Bilder vom überfüllten Erstaufnahmezentrum Traiskirchen, von Märschen über Bahngleise und von Massen an Grenzübergängen erreichen uns seit dem Sommer Tag für Tag.

Auch Gerald Igor Hauzenberger zeigt sie am Ende seiner Doku “Last Shelter” – stellt ihnen aber Gesichter der Votivkirchen-Besetzung 2012 voran, die inmitten der Zuspitzung der Flüchtlingsdramatik fast vergessen sind. Ab Freitag im Kino.

Last Shelter – Die Geschichte

Über ein Jahr erstreckte sich die Refugee-Bewegung, die im November 2012 mit dem “Protestmarsch” einer Gruppe junger vorwiegend pakistanischer und afghanischer Männer vom Erstaufnahmezentrum Traiskirchen nach Wien begann und nach der Räumung des “Protestcamps” im Sigmund-Freud-Park am 18. Dezember zur Besetzung der Votivkirche führte. Im Schnellverfahren hatten die Männer einen negativen Asylbescheid erhalten, fürchteten jedoch die Abschiebung zurück in ihre Heimat, aus der sie vor Kriegszuständen und religiösen Fanatikern geflüchtet waren. Mehr als zwei Monate verbrachten sie bei Null Grad und teils in Hungerstreik in der Votivkirche, ehe sie ins Servitenkloster und später kurzzeitig in die Akademie der bildenden Künste übersiedelten.

“Last Shelter” begleitet den Kampf der Männer um Asyl über diese Dauer und noch darüber hinaus – beginnend mit dem 25. Protesttag, als insgesamt 63 Männer bereits in der größten neogotischen Kirche Österreichs ihr Bettenlager errichtet haben. Sechs von ihnen rücken für Hauzenberger in den Fokus, erzählen vor der Kamera von den Zuständen, denen sie entflohen sind, von der Hoffnung, in Österreich Sicherheit zu finden, und vom System, das sie im Stich lässt.

Kommentarlos, lediglich mit vereinzelten Texttafeln gestaltet Hauzenberger sein Dokument österreichischer Zeitgeschichte, bei dem er am Ende auch den Bogen ins Heute spannt: Er besucht die Männer, die teils in Österreich oder anderswo noch immer auf ihren Asylbescheid und eine Arbeitserlaubnis warten, kehrt im Sommer 2015 mit einigen von ihnen nach drei Jahren nach Traiskirchen zurück. Die Zustände, die sie damals von dort forttrieben, haben sich seitdem verschlimmert, SPÖ-Bürgermeister Andreas Babler spricht von “einer Schande für Österreich”.

Last Shelter – Die Kritik

Babler ist einer von wenigen, die abseits der Asylwerber vor der Kamera zu Wort kommen. Hauzenberger hat zwar mit zahlreichen Verantwortlichen des Innenministeriums, der Caritas und anderer involvierter Institutionen gesprochen, wollte aber bewusst keinen reinen Interviewfilm machen, wie er der APA sagte. Wichtige Stimmen werden nun am Beginn in einer Art Collage über einen Schwenk durch den großen, dunklen Kirchenraum gelegt, ordnen die Sachlage ein – wenn das auch für Außenstehende, die so gar nicht mit der Thematik vertraut sind, überfordernd sein dürfte.

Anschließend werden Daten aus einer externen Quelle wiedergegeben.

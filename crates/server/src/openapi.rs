use utoipa::OpenApi;
use utoipa::ToSchema;

#[derive(ToSchema)]
pub struct HealthResponse {
    pub status: String,
}

/// Wire shape of a stored entity.
#[derive(ToSchema)]
pub struct EntityDoc {
    pub id: i64,
    pub field: Option<String>,
}

/// Write payload for create/update/patch.
#[derive(ToSchema)]
pub struct EntityInputDoc {
    pub field: Option<String>,
}

#[derive(OpenApi)]
#[openapi(
    paths(
        crate::routes::health,
        crate::routes::entities::list,
        crate::routes::entities::get,
        crate::routes::entities::create,
        crate::routes::entities::update,
        crate::routes::entities::partial_update,
        crate::routes::entities::delete,
    ),
    components(
        schemas(
            HealthResponse,
            EntityDoc,
            EntityInputDoc,
        )
    ),
    tags(
        (name = "health"),
        (name = "entities")
    )
)]
pub struct ApiDoc;
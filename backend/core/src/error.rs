use thiserror::Error;

/// Top-level error type for the Sprocket scheduler.
#[derive(Debug, Error)]
pub enum SchedulerError {
    /// The cron expression is malformed or describes no future fire times.
    #[error("invalid cron expression '{expr}': {reason}")]
    InvalidSchedule { expr: String, reason: String },

    /// The definition carries no executor closure and cannot be scheduled.
    #[error("task {0} has no executor bound")]
    MissingExecutor(i64),

    #[error(transparent)]
    Other(#[from] anyhow::Error),
}
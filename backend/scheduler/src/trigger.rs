//! Clock/trigger engine: one timer loop per scheduled task, firing through a
//! bounded worker pool.
//!
//! Each registered job gets its own tokio task that sleeps until the next
//! cron occurrence and dispatches the executor. Runs are spawned separately
//! from the timer loop, so cancelling a trigger never interrupts a run
//! already in flight — it only guarantees no subsequent run starts.

use std::str::FromStr;
use std::sync::atomic::{AtomicBool, Ordering};
use std::sync::Arc;

use chrono::Utc;
use cron::Schedule;
use tokio::sync::{watch, Semaphore};
use tokio::time::{self, Duration};
use tracing::{debug, info_span, warn, Instrument};
use uuid::Uuid;

use sprocket_core::{SchedulerError, TaskSchedule};

/// Parse and validate a cron expression.
///
/// Accepts the 6-field seconds dialect (`sec min hour dom mon dow`) and the
/// 7-field variant with a trailing year; `?` is understood as "any". An
/// expression with no upcoming occurrence (e.g. a date that never exists) is
/// rejected.
pub fn parse_schedule(expr: &str) -> Result<Schedule, SchedulerError> {
    let fields = expr.split_whitespace().count();
    if !(6..=7).contains(&fields) {
        return Err(SchedulerError::InvalidSchedule {
            expr: expr.to_string(),
            reason: format!("expected 6 or 7 fields, got {fields}"),
        });
    }
    let schedule = Schedule::from_str(expr.trim()).map_err(|e| SchedulerError::InvalidSchedule {
        expr: expr.to_string(),
        reason: e.to_string(),
    })?;
    if schedule.upcoming(Utc).next().is_none() {
        return Err(SchedulerError::InvalidSchedule {
            expr: expr.to_string(),
            reason: "no upcoming fire times".to_string(),
        });
    }
    Ok(schedule)
}

/// Cancellable reference to one scheduled, repeating cron activity.
///
/// Cancelling stops the timer loop. Cancelling twice, or after the loop has
/// already exited, is a no-op. Dropping the handle cancels implicitly — the
/// loop cannot outlive the handle that owns it.
pub struct TriggerHandle {
    id: Uuid,
    shutdown: watch::Sender<bool>,
}

impl TriggerHandle {
    /// Identity of this handle. A replaced task gets a new id, an untouched
    /// one keeps it, which is how reconcile churn is observed.
    pub fn id(&self) -> Uuid {
        self.id
    }

    /// Stop the timer loop. Lossy by design: the loop may already be gone.
    pub fn cancel(&self) {
        let _ = self.shutdown.send(true);
    }

    pub fn is_cancelled(&self) -> bool {
        *self.shutdown.borrow() || self.shutdown.is_closed()
    }
}

impl std::fmt::Debug for TriggerHandle {
    fn fmt(&self, f: &mut std::fmt::Formatter<'_>) -> std::fmt::Result {
        f.debug_struct("TriggerHandle")
            .field("id", &self.id)
            .field("cancelled", &self.is_cancelled())
            .finish()
    }
}

// Resets the per-handle busy flag when a run finishes, including on panic.
struct BusyGuard(Arc<AtomicBool>);

impl Drop for BusyGuard {
    fn drop(&mut self) {
        self.0.store(false, Ordering::Release);
    }
}

/// Schedules cron timer loops and executes fired tasks on a bounded pool.
pub struct TriggerEngine {
    pool: Arc<Semaphore>,
    pool_size: usize,
    worker_name_prefix: String,
}

impl TriggerEngine {
    pub fn new(pool_size: usize, worker_name_prefix: impl Into<String>) -> Self {
        Self {
            pool: Arc::new(Semaphore::new(pool_size)),
            pool_size,
            worker_name_prefix: worker_name_prefix.into(),
        }
    }

    /// Register a repeating trigger for `task` and return its handle.
    ///
    /// The executor and the current parameter value are bound here, so later
    /// edits to the caller's copy of the definition do not leak into an
    /// already-installed trigger. Overlap policy is skip-if-running: a tick
    /// that finds the previous run of the same handle still executing (or
    /// still queued for a pool permit) is skipped.
    pub fn schedule(&self, task: &TaskSchedule) -> Result<TriggerHandle, SchedulerError> {
        let schedule = parse_schedule(&task.cron_expression)?;
        let executor = task
            .executor()
            .ok_or(SchedulerError::MissingExecutor(task.id))?;

        let (shutdown_tx, mut shutdown_rx) = watch::channel(false);
        let pool = Arc::clone(&self.pool);
        let busy = Arc::new(AtomicBool::new(false));
        let task_id = task.id;
        let param = task.task_param.clone();
        let worker = format!("{}{}", self.worker_name_prefix, task_id);

        tokio::spawn(async move {
            // Anchoring on the last computed occurrence (rather than "now")
            // guarantees at most one fire per occurrence even if the timer
            // wakes a hair early; taking the max skips any backlog accrued
            // while a run held the loop busy.
            let mut after = Utc::now();
            loop {
                let Some(next) = schedule.after(&after).next() else {
                    debug!(task_id, "schedule has no further occurrences, loop ending");
                    break;
                };
                let delay = (next - Utc::now()).to_std().unwrap_or(Duration::ZERO);
                tokio::select! {
                    // Cancellation wins a tie with a due occurrence.
                    biased;
                    _ = shutdown_rx.changed() => break,
                    _ = time::sleep(delay) => {}
                }
                after = next.max(Utc::now());

                if busy.swap(true, Ordering::AcqRel) {
                    debug!(task_id, "previous run still active, skipping occurrence");
                    continue;
                }

                let run = executor(task_id, param.clone());
                let pool = Arc::clone(&pool);
                let guard = BusyGuard(Arc::clone(&busy));
                let span = info_span!("task_run", worker = %worker, task_id);
                // Spawned separately so pool exhaustion queues this run
                // without stalling the timer loop, and so cancellation
                // leaves an in-flight run alone.
                tokio::spawn(
                    async move {
                        let _guard = guard;
                        match pool.acquire_owned().await {
                            Ok(_permit) => run.await,
                            Err(_) => debug!(task_id, "worker pool closed, run dropped"),
                        }
                    }
                    .instrument(span),
                );
            }
        });

        Ok(TriggerHandle {
            id: Uuid::new_v4(),
            shutdown: shutdown_tx,
        })
    }

    /// Wait for in-flight and queued runs to finish, up to `grace`.
    ///
    /// Callers cancel their handles first; this only drains the pool.
    pub async fn shutdown(&self, grace: Duration) {
        match time::timeout(grace, self.pool.acquire_many(self.pool_size as u32)).await {
            Ok(Ok(_permits)) => debug!("worker pool drained"),
            Ok(Err(_)) => {}
            Err(_) => warn!(
                grace_secs = grace.as_secs(),
                "shutdown grace elapsed with task runs still in flight"
            ),
        }
    }
}

#[cfg(test)]
mod tests {
    use super::*;
    use std::sync::atomic::AtomicUsize;

    fn counting_task(id: i64, cron: &str) -> (TaskSchedule, Arc<AtomicUsize>) {
        let fires = Arc::new(AtomicUsize::new(0));
        let fires_clone = Arc::clone(&fires);
        let mut task = TaskSchedule::new(id, "counter", cron, "{}");
        task.set_task(move || {
            let fires = Arc::clone(&fires_clone);
            async move {
                fires.fetch_add(1, Ordering::SeqCst);
            }
        });
        (task, fires)
    }

    #[test]
    fn six_field_expression_parses() {
        assert!(parse_schedule("0/5 * * * * ?").is_ok());
        assert!(parse_schedule("0 0/10 * * * ?").is_ok());
        assert!(parse_schedule("* * * * * *").is_ok());
    }

    #[test]
    fn wrong_field_count_is_rejected() {
        let err = parse_schedule("* * * * *").unwrap_err();
        assert!(matches!(err, SchedulerError::InvalidSchedule { .. }));
        assert!(parse_schedule("").is_err());
        assert!(parse_schedule("* * * * * * * *").is_err());
    }

    #[test]
    fn malformed_field_is_rejected() {
        assert!(parse_schedule("x * * * * ?").is_err());
        assert!(parse_schedule("99 * * * * ?").is_err());
    }

    #[tokio::test]
    async fn trigger_fires_on_schedule() {
        let engine = TriggerEngine::new(4, "test-");
        let (task, fires) = counting_task(1, "* * * * * *");
        let handle = engine.schedule(&task).unwrap();

        time::sleep(Duration::from_millis(2500)).await;
        let fired = fires.load(Ordering::SeqCst);
        assert!(fired >= 2, "expected at least 2 fires, saw {fired}");
        handle.cancel();
    }

    #[tokio::test]
    async fn cancel_stops_future_fires_and_is_idempotent() {
        let engine = TriggerEngine::new(4, "test-");
        let (task, fires) = counting_task(2, "* * * * * *");
        let handle = engine.schedule(&task).unwrap();

        time::sleep(Duration::from_millis(1200)).await;
        handle.cancel();
        handle.cancel();
        assert!(handle.is_cancelled());

        let after_cancel = fires.load(Ordering::SeqCst);
        time::sleep(Duration::from_millis(1500)).await;
        assert_eq!(fires.load(Ordering::SeqCst), after_cancel);
    }

    #[tokio::test]
    async fn overlapping_occurrences_are_skipped() {
        let engine = TriggerEngine::new(4, "test-");
        let starts = Arc::new(AtomicUsize::new(0));
        let starts_clone = Arc::clone(&starts);
        let mut task = TaskSchedule::new(3, "slow", "* * * * * *", "{}");
        task.set_task(move || {
            let starts = Arc::clone(&starts_clone);
            async move {
                starts.fetch_add(1, Ordering::SeqCst);
                time::sleep(Duration::from_secs(5)).await;
            }
        });
        let handle = engine.schedule(&task).unwrap();

        // Several occurrences elapse while the first run is still sleeping.
        time::sleep(Duration::from_millis(3200)).await;
        assert_eq!(starts.load(Ordering::SeqCst), 1);
        handle.cancel();
    }

    #[tokio::test]
    async fn missing_executor_is_rejected() {
        let engine = TriggerEngine::new(4, "test-");
        let task = TaskSchedule::new(4, "no executor", "* * * * * *", "{}");
        let err = engine.schedule(&task).unwrap_err();
        assert!(matches!(err, SchedulerError::MissingExecutor(4)));
    }

    #[tokio::test]
    async fn invalid_expression_never_spawns() {
        let engine = TriggerEngine::new(4, "test-");
        let (task, fires) = counting_task(5, "not a cron");
        assert!(engine.schedule(&task).is_err());
        time::sleep(Duration::from_millis(1100)).await;
        assert_eq!(fires.load(Ordering::SeqCst), 0);
    }
}
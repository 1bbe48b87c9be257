pub mod error;
pub mod traits;
pub mod types;

pub use error::SchedulerError;
pub use traits::TaskDataProvider;
pub use types::{TaskExecutor, TaskFuture, TaskSchedule};
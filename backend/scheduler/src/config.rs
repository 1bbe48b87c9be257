//! Scheduler configuration.
//!
//! Explicit, typed construction parameters. How they are loaded (files,
//! environment, a config service) is the host's concern; the scheduler only
//! ever sees this struct.

use serde::{Deserialize, Serialize};
use std::time::Duration;

/// Configuration for the trigger engine, the reconcile/sweep cadences, and
/// shutdown behavior.
#[derive(Debug, Clone, Serialize, Deserialize)]
#[serde(rename_all = "camelCase", default)]
pub struct SchedulerConfig {
    /// Master switch for the periodic driver loops.
    pub enabled: bool,
    /// Number of task executions that may run concurrently.
    pub pool_size: usize,
    /// Prefix for the worker label attached to each task run's tracing span.
    pub worker_name_prefix: String,
    /// Wait for in-flight runs when shutting down.
    pub wait_for_tasks_on_shutdown: bool,
    /// Upper bound on the shutdown wait, in seconds.
    pub await_termination_secs: u64,
    /// Interval between reconcile passes, in milliseconds.
    pub refresh_interval_ms: u64,
    /// Cron expression driving the invalid-task sweep.
    pub clean_invalid_tasks_cron: String,
    /// Per-provider fetch timeout, in milliseconds.
    pub provider_timeout_ms: u64,
}

impl Default for SchedulerConfig {
    fn default() -> Self {
        Self {
            enabled: true,
            pool_size: 10,
            worker_name_prefix: "task-scheduler-".to_string(),
            wait_for_tasks_on_shutdown: true,
            await_termination_secs: 60,
            refresh_interval_ms: 60_000,
            clean_invalid_tasks_cron: "0 0/10 * * * ?".to_string(),
            provider_timeout_ms: 10_000,
        }
    }
}

impl SchedulerConfig {
    pub fn refresh_interval(&self) -> Duration {
        Duration::from_millis(self.refresh_interval_ms)
    }

    pub fn provider_timeout(&self) -> Duration {
        Duration::from_millis(self.provider_timeout_ms)
    }

    pub fn await_termination(&self) -> Duration {
        Duration::from_secs(self.await_termination_secs)
    }
}

#[cfg(test)]
mod tests {
    use super::*;

    #[test]
    fn defaults_match_documented_values() {
        let config = SchedulerConfig::default();
        assert!(config.enabled);
        assert_eq!(config.pool_size, 10);
        assert_eq!(config.refresh_interval(), Duration::from_secs(60));
        assert_eq!(config.clean_invalid_tasks_cron, "0 0/10 * * * ?");
        assert_eq!(config.await_termination(), Duration::from_secs(60));
    }

    #[test]
    fn partial_config_fills_in_defaults() {
        let config: SchedulerConfig =
            serde_json::from_str(r#"{"refreshIntervalMs": 5000, "poolSize": 2}"#).unwrap();
        assert_eq!(config.refresh_interval(), Duration::from_millis(5000));
        assert_eq!(config.pool_size, 2);
        assert!(config.wait_for_tasks_on_shutdown);
        assert_eq!(config.worker_name_prefix, "task-scheduler-");
    }
}
//! Periodic driver: the timer loops that keep the scheduler reconciled.
//!
//! Two independent cadences, mirroring the service's split between
//! add/update and remove: a fixed-interval refresh loop and a cron-driven
//! invalid-task sweep loop.

use std::sync::atomic::{AtomicBool, Ordering};
use std::sync::Arc;

use chrono::Utc;
use tokio::sync::watch;
use tokio::task::JoinHandle;
use tokio::time::{self, Duration};
use tracing::{debug, info, warn};

use crate::config::SchedulerConfig;
use crate::service::TaskJobService;
use crate::trigger::parse_schedule;

/// Drives [`TaskJobService`] on its configured cadences.
pub struct TaskJob {
    config: SchedulerConfig,
    service: Arc<TaskJobService>,
    enabled: Arc<AtomicBool>,
}

impl TaskJob {
    pub fn new(config: SchedulerConfig, service: Arc<TaskJobService>) -> Self {
        let enabled = Arc::new(AtomicBool::new(config.enabled));
        Self {
            config,
            service,
            enabled,
        }
    }

    /// Runtime switch for both loops. The loops keep ticking while disabled
    /// and resume work as soon as the flag flips back.
    pub fn set_enabled(&self, enabled: bool) {
        self.enabled.store(enabled, Ordering::Release);
    }

    pub fn is_enabled(&self) -> bool {
        self.enabled.load(Ordering::Acquire)
    }

    /// Spawn the refresh and sweep loops. Both exit when `shutdown` flips to
    /// true or its sender is dropped.
    pub fn spawn(&self, shutdown: watch::Receiver<bool>) -> (JoinHandle<()>, JoinHandle<()>) {
        info!(
            refresh_interval_ms = self.config.refresh_interval_ms,
            clean_cron = %self.config.clean_invalid_tasks_cron,
            "task job loops starting"
        );
        let refresh = tokio::spawn(Self::refresh_loop(
            self.config.clone(),
            Arc::clone(&self.service),
            Arc::clone(&self.enabled),
            shutdown.clone(),
        ));
        let clean = tokio::spawn(Self::clean_loop(
            self.config.clone(),
            Arc::clone(&self.service),
            Arc::clone(&self.enabled),
            shutdown,
        ));
        (refresh, clean)
    }

    async fn refresh_loop(
        config: SchedulerConfig,
        service: Arc<TaskJobService>,
        enabled: Arc<AtomicBool>,
        mut shutdown: watch::Receiver<bool>,
    ) {
        let period = config.refresh_interval().max(Duration::from_millis(1));
        let mut ticker = time::interval(period);
        // The first tick completes immediately; initialization already ran
        // a pass, so consume it.
        ticker.tick().await;

        loop {
            tokio::select! {
                _ = ticker.tick() => {
                    if !enabled.load(Ordering::Acquire) {
                        continue;
                    }
                    service.refresh_task().await;
                }
                _ = shutdown.changed() => break,
            }
        }
        debug!("refresh loop stopped");
    }

    async fn clean_loop(
        config: SchedulerConfig,
        service: Arc<TaskJobService>,
        enabled: Arc<AtomicBool>,
        mut shutdown: watch::Receiver<bool>,
    ) {
        let schedule = match parse_schedule(&config.clean_invalid_tasks_cron) {
            Ok(schedule) => schedule,
            Err(err) => {
                warn!(error = %err, "invalid cleanup cron expression, sweep loop disabled");
                return;
            }
        };

        loop {
            let Some(next) = schedule.upcoming(Utc).next() else {
                break;
            };
            let delay = (next - Utc::now()).to_std().unwrap_or(Duration::ZERO);
            tokio::select! {
                _ = time::sleep(delay) => {
                    if !enabled.load(Ordering::Acquire) {
                        continue;
                    }
                    service.clean_invalid_task().await;
                }
                _ = shutdown.changed() => break,
            }
        }
        debug!("sweep loop stopped");
    }
}
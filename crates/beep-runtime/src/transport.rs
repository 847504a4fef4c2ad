//! Byte transports under a connection.
//!
//! The reader and writers only ever see `dyn Transport`, which is also the
//! swap point for tunnelling layers: `Connection::replace_transport`
//! installs a new one and re-runs the greeting exchange.

use std::io::{self, Read, Write};
use std::net::{Shutdown, TcpStream};
use std::os::unix::io::{AsRawFd, RawFd};
use std::os::unix::net::UnixStream;
use std::time::{Duration, Instant};

use crate::io::timeout_ms;

/// A connected, full-duplex byte stream.
///
/// Methods take `&self`: the reader thread receives while application
/// and worker threads send.
pub trait Transport: Send + Sync {
    fn recv(&self, buf: &mut [u8]) -> io::Result<usize>;

    fn send(&self, buf: &[u8]) -> io::Result<usize>;

    /// Descriptor handed to the multiplexing backend
    fn raw_fd(&self) -> RawFd;

    fn set_nonblocking(&self, on: bool) -> io::Result<()>;

    /// Shut both directions down. Repeated calls are harmless.
    fn shutdown(&self) -> io::Result<()>;

    /// Remote host and port, when meaningful
    fn peer(&self) -> Option<(String, u16)> {
        None
    }
}

impl Transport for TcpStream {
    fn recv(&self, buf: &mut [u8]) -> io::Result<usize> {
        (&*self).read(buf)
    }

    fn send(&self, buf: &[u8]) -> io::Result<usize> {
        (&*self).write(buf)
    }

    fn raw_fd(&self) -> RawFd {
        self.as_raw_fd()
    }

    fn set_nonblocking(&self, on: bool) -> io::Result<()> {
        TcpStream::set_nonblocking(self, on)
    }

    fn shutdown(&self) -> io::Result<()> {
        match TcpStream::shutdown(self, Shutdown::Both) {
            Err(e) if e.kind() == io::ErrorKind::NotConnected => Ok(()),
            other => other,
        }
    }

    fn peer(&self) -> Option<(String, u16)> {
        self.peer_addr().ok().map(|a| (a.ip().to_string(), a.port()))
    }
}

impl Transport for UnixStream {
    fn recv(&self, buf: &mut [u8]) -> io::Result<usize> {
        (&*self).read(buf)
    }

    fn send(&self, buf: &[u8]) -> io::Result<usize> {
        (&*self).write(buf)
    }

    fn raw_fd(&self) -> RawFd {
        self.as_raw_fd()
    }

    fn set_nonblocking(&self, on: bool) -> io::Result<()> {
        UnixStream::set_nonblocking(self, on)
    }

    fn shutdown(&self) -> io::Result<()> {
        match UnixStream::shutdown(self, Shutdown::Both) {
            Err(e) if e.kind() == io::ErrorKind::NotConnected => Ok(()),
            other => other,
        }
    }
}

/// Write all of `buf`, waiting for writability on `WouldBlock` until
/// `timeout` has elapsed in total.
pub(crate) fn send_all(transport: &dyn Transport, mut buf: &[u8], timeout: Duration) -> io::Result<()> {
    let deadline = Instant::now() + timeout;
    while !buf.is_empty() {
        match transport.send(buf) {
            Ok(0) => return Err(io::Error::new(io::ErrorKind::WriteZero, "peer stopped accepting data")),
            Ok(n) => buf = &buf[n..],
            Err(e) if e.kind() == io::ErrorKind::Interrupted => {}
            Err(e) if e.kind() == io::ErrorKind::WouldBlock => {
                let now = Instant::now();
                if now >= deadline {
                    return Err(io::Error::new(io::ErrorKind::TimedOut, "socket not writable"));
                }
                wait_writable(transport.raw_fd(), deadline - now)?;
            }
            Err(e) => return Err(e),
        }
    }
    Ok(())
}

fn wait_writable(fd: RawFd, timeout: Duration) -> io::Result<()> {
    let mut pfd = libc::pollfd { fd, events: libc::POLLOUT, revents: 0 };
    let ret = unsafe { libc::poll(&mut pfd, 1, timeout_ms(timeout)) };
    if ret < 0 {
        let err = io::Error::last_os_error();
        if err.kind() == io::ErrorKind::Interrupted {
            return Ok(());
        }
        return Err(err);
    }
    if pfd.revents & (libc::POLLERR | libc::POLLNVAL) != 0 {
        return Err(io::Error::new(io::ErrorKind::BrokenPipe, "socket error while waiting to write"));
    }
    Ok(())
}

Die Konzentration auf seine Protagonisten jedenfalls ermöglicht einen neuen Blick über Medienberichte hinaus, und die Begleitung über einen langen Zeitraum vermittelt ein beklemmendes Gefühl des Feststeckens: Wir sehen, wie die Männer zunehmend schwächer werden, körperlich gezeichnet vom Hungerstreik, zurückgeworfen durch laufende Ablehnung, Abschiebungen, Festnahmen. Die drohende Räumung der Kirche durch die Exekutive ist ebenso spürbar wie die herbe Ernüchterung bei der schließlich nur temporären Übersiedelung ins karge Kellergewölbe des Servitenklosters und die Perspektivenlosigkeit Jahre später.

“Last Shelter” ist Hauzenbergers zweite Doku über einen Kampf gegen systemisches Unrecht – und sie ist ebenso zeitlos. 2011 widmete er sich in “Der Prozess” dem nicht minder aufsehenerregenden Gerichtsprozess gegen Tierschützer auf Grundlage des Mafia-Paragrafen 278a. Nun rückt er hochaktuell die Frage nach dem “Danach” der Flucht in den Mittelpunkt – prangert oft jahrelange Asylverfahren an, zeigt allseitige Überforderung und lenkt vor allem den Blick auf jene Menschen, auf die bei der aktuellen dramatischen Nachrichtenlage schnell vergessen werden: Männer wie Shajahan, Numan oder Mustafa, die ohne Asyl und Arbeitserlaubnis seit Jahren in der Luft hängen.